Of the lines below, report only those that contain "operations".

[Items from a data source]

····················

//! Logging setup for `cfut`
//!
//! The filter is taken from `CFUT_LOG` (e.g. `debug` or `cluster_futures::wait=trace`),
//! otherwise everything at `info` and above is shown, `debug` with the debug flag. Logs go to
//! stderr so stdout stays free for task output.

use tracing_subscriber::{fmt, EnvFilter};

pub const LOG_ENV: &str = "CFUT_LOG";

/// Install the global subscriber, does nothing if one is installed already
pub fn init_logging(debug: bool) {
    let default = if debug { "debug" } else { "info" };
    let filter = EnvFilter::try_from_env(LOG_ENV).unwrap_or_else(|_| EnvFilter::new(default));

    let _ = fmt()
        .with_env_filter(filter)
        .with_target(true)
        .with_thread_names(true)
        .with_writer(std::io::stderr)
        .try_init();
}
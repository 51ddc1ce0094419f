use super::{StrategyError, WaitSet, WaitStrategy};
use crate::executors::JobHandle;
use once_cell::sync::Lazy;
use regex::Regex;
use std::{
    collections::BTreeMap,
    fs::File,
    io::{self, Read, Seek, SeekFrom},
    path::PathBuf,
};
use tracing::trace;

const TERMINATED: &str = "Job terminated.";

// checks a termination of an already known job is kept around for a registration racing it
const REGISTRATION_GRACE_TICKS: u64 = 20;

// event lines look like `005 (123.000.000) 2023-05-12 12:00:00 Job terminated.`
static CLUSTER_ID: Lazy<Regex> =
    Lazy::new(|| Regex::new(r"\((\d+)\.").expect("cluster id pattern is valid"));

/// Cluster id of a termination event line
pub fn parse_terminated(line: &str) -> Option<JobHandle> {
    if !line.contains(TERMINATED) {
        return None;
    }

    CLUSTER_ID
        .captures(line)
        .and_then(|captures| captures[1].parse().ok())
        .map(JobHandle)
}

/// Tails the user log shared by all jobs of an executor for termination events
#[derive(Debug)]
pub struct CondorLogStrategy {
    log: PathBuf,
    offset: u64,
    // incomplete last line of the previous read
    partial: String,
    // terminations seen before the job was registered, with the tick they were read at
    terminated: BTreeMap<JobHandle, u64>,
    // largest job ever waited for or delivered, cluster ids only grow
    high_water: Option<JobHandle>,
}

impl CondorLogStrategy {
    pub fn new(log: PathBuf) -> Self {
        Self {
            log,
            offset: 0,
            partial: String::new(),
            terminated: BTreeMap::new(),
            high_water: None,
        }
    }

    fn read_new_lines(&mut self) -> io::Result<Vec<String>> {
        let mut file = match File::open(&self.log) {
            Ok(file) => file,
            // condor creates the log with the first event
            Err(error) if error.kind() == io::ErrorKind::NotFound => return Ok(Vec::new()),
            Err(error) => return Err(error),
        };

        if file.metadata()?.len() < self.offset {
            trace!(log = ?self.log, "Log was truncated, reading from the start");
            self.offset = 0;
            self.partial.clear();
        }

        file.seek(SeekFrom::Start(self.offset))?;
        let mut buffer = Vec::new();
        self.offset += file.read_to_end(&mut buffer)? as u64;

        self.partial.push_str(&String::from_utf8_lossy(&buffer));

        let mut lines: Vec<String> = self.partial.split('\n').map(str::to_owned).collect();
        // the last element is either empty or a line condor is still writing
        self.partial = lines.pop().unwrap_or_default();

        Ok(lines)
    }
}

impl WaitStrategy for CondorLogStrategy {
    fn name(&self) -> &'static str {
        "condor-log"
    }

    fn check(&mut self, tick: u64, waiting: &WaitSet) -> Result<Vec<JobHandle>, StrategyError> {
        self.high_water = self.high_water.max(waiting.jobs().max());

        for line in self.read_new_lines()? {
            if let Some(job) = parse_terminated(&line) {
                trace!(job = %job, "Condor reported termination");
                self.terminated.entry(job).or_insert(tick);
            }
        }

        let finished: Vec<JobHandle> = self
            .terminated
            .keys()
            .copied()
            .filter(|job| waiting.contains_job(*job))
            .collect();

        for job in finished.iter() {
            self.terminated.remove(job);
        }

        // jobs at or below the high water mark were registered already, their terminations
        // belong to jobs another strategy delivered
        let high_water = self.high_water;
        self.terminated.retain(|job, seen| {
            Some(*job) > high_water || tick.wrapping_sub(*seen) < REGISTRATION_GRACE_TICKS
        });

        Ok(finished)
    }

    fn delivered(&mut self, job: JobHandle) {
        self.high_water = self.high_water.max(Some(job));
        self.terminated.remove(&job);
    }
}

····················

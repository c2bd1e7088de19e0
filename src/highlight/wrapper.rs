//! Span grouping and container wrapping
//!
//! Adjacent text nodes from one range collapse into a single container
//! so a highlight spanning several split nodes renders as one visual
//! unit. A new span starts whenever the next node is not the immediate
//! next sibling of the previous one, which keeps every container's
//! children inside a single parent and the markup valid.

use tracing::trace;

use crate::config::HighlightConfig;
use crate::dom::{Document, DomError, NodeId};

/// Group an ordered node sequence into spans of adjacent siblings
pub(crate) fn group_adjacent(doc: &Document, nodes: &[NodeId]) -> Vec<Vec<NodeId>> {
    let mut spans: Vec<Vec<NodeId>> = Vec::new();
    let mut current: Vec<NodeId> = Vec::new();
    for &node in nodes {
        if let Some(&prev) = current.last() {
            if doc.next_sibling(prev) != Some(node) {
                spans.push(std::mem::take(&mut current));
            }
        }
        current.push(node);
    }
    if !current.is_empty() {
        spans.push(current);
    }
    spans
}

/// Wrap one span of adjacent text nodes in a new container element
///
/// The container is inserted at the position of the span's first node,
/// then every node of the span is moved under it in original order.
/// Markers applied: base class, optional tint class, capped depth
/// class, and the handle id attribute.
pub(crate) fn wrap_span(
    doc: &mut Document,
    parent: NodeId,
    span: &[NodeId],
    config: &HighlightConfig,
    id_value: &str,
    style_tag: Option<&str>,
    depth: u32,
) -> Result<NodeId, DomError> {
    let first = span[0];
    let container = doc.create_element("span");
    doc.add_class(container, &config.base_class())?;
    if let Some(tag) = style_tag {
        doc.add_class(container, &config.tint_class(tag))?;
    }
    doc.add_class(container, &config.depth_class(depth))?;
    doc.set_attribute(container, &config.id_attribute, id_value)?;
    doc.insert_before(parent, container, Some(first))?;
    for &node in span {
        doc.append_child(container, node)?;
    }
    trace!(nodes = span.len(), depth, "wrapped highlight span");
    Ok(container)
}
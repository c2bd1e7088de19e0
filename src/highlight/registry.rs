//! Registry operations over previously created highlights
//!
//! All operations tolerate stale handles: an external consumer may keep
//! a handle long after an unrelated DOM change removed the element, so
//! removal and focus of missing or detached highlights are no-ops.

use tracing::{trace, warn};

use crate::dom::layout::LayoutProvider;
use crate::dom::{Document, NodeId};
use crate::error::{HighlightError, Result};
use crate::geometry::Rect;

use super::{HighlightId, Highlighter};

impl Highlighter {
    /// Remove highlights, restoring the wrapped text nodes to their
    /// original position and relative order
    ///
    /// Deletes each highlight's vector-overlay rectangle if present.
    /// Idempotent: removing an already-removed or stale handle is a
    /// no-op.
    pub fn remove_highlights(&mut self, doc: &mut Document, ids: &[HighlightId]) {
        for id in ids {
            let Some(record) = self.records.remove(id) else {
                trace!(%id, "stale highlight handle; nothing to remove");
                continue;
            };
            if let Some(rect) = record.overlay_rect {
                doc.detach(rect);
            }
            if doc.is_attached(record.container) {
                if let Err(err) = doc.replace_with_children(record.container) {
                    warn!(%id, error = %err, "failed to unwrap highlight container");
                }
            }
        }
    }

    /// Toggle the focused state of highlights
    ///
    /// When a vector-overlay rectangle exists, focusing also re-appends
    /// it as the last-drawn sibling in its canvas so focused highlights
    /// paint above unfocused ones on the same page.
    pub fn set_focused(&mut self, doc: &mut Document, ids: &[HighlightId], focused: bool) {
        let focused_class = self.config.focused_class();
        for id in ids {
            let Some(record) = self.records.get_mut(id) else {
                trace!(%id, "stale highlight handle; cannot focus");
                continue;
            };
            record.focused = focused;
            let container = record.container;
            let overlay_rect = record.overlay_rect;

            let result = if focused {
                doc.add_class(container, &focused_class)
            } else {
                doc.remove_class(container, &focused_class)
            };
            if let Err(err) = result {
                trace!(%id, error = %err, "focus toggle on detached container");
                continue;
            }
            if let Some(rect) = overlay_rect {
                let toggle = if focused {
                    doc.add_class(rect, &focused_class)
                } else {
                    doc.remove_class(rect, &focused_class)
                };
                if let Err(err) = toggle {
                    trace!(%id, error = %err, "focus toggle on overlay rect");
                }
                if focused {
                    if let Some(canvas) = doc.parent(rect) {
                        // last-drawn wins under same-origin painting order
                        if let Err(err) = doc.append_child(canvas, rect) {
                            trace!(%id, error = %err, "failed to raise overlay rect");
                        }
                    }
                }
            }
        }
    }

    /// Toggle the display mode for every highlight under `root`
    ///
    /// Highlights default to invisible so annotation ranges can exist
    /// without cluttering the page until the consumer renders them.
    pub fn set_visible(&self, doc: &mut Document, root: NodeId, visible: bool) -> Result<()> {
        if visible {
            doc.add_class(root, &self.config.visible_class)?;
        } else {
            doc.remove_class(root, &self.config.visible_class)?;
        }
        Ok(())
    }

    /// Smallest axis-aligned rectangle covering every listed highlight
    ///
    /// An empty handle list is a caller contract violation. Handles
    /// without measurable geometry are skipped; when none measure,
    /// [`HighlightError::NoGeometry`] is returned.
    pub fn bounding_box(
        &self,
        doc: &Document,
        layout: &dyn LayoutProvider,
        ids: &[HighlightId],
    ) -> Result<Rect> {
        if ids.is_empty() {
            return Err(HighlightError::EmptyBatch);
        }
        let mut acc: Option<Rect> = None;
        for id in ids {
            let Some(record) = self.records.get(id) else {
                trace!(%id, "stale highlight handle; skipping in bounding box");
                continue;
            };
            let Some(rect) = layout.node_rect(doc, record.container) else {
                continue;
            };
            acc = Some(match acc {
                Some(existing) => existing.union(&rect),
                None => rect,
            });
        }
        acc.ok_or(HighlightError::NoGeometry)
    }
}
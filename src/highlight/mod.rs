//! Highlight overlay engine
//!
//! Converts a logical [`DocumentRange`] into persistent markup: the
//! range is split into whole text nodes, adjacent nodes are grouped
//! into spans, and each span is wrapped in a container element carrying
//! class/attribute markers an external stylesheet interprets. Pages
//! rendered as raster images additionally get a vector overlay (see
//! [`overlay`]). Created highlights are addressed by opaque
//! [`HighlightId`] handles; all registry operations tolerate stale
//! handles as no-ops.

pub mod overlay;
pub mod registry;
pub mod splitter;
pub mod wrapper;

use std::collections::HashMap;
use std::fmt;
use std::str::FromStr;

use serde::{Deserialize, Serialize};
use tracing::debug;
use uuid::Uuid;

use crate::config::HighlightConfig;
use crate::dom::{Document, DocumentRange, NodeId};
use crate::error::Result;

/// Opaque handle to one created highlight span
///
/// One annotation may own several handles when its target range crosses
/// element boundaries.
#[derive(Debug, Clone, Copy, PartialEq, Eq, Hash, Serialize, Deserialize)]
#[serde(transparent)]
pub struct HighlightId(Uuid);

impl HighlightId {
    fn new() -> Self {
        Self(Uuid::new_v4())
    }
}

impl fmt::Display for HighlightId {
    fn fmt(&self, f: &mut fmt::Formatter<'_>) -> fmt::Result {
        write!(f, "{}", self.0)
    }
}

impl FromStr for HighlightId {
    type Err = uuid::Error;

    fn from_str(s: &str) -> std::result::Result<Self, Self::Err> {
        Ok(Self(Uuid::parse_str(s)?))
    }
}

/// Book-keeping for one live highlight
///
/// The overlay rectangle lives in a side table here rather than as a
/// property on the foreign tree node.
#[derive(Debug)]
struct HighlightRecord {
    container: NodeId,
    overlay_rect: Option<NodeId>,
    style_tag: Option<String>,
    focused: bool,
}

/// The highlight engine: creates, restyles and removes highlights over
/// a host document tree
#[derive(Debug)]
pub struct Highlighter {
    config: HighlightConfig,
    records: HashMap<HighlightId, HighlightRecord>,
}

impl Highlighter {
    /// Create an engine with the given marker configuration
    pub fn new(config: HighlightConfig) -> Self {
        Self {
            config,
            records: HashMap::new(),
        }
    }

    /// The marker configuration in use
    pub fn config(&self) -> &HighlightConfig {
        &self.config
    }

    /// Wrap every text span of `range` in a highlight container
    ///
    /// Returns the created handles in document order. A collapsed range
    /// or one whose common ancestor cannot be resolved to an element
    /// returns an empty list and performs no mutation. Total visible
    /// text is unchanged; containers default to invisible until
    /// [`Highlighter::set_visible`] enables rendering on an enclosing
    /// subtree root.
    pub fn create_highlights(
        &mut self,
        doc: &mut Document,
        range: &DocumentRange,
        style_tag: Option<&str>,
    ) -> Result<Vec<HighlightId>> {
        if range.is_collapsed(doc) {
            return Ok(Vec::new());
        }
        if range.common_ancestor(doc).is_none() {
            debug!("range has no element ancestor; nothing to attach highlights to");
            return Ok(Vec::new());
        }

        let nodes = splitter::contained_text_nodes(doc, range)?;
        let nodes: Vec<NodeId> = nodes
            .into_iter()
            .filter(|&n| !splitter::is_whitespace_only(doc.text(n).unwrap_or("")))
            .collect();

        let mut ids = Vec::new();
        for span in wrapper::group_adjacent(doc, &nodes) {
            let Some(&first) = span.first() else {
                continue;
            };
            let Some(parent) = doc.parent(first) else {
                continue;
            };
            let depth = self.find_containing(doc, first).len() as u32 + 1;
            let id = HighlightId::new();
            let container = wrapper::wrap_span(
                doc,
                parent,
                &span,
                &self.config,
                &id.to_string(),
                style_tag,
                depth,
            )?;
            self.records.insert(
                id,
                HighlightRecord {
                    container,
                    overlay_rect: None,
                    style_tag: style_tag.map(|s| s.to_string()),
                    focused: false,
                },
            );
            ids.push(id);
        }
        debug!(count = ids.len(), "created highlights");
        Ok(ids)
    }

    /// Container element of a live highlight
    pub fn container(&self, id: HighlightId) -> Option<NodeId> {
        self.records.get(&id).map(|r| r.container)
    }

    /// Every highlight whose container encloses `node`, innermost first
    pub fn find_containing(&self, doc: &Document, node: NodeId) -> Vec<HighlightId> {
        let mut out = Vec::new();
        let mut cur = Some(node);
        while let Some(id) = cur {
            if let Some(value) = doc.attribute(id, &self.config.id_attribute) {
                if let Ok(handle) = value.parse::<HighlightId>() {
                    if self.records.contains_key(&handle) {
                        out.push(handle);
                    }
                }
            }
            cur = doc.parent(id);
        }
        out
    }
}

····················

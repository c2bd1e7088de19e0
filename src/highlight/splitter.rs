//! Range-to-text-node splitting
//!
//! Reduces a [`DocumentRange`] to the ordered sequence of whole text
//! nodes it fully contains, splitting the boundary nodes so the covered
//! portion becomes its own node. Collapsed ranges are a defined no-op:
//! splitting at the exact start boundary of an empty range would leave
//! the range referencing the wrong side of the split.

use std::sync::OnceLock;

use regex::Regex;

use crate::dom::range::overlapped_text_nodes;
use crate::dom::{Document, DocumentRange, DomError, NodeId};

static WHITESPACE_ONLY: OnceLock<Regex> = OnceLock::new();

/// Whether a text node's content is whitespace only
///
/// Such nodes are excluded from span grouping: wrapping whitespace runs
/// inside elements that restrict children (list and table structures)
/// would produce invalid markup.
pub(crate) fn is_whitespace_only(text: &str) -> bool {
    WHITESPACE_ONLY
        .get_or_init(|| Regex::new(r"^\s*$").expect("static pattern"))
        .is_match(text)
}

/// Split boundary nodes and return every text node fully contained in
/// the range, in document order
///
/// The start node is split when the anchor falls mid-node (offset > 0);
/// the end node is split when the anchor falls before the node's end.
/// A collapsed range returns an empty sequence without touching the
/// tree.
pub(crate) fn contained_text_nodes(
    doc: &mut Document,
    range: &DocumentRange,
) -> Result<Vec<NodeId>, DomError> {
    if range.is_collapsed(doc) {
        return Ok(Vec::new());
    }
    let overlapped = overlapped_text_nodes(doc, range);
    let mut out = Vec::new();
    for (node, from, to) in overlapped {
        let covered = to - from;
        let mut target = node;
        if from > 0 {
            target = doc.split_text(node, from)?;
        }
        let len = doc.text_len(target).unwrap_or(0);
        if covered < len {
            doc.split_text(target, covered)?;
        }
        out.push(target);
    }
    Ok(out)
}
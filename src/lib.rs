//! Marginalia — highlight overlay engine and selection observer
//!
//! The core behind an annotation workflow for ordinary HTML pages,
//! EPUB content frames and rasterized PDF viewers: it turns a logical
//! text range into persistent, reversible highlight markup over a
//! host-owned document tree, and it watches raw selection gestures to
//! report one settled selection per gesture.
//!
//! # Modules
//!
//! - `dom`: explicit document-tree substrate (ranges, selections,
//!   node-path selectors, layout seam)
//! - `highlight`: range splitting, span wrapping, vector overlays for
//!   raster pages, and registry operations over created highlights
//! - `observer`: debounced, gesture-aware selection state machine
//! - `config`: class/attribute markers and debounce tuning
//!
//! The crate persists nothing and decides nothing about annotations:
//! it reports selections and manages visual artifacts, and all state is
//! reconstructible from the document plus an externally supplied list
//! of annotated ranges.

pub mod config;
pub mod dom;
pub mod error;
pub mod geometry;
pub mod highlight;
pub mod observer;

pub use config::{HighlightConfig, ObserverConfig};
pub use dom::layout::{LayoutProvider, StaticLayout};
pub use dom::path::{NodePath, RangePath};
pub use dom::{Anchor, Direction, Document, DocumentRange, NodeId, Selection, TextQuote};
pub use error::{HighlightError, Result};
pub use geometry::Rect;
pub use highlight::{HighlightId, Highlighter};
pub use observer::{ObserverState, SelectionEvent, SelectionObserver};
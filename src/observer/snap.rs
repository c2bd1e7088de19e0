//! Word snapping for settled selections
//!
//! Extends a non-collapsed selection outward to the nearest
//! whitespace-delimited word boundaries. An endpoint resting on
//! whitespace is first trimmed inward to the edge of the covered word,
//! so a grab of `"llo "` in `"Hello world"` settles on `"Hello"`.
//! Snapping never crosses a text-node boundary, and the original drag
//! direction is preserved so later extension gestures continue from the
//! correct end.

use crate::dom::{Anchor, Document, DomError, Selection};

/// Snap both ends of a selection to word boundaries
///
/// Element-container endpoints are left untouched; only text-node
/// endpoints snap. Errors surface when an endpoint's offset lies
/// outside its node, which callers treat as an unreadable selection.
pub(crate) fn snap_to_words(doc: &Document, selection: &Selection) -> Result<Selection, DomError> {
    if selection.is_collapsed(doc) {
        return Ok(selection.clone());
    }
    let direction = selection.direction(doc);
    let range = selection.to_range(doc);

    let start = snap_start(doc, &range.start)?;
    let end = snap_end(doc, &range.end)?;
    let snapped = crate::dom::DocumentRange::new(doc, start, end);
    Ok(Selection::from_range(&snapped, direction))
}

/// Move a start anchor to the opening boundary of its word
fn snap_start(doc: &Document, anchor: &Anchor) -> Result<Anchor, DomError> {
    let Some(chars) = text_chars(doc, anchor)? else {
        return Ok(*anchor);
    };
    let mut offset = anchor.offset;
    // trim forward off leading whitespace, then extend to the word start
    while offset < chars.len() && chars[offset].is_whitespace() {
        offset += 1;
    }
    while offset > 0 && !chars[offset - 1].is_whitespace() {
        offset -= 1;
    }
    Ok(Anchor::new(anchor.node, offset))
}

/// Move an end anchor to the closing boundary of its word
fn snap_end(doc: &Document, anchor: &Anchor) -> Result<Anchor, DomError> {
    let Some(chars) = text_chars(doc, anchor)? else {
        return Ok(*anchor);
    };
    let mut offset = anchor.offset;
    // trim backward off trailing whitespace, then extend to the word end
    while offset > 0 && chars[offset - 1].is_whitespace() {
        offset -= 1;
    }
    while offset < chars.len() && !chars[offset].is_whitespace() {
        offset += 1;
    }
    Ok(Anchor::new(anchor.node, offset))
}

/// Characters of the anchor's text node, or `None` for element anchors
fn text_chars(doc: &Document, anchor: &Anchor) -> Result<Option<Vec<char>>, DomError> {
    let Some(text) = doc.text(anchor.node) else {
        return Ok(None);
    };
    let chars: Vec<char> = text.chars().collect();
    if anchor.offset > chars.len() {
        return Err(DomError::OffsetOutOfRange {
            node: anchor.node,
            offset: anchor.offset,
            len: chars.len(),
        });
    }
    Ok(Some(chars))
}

····················

== Task output ==
//! Registry operations over previously created highlights
//! All operations tolerate stale handles: an external consumer may keep
//! [`HighlightId`] handles; all registry operations tolerate stale
//!   raster pages, and registry operations over created highlights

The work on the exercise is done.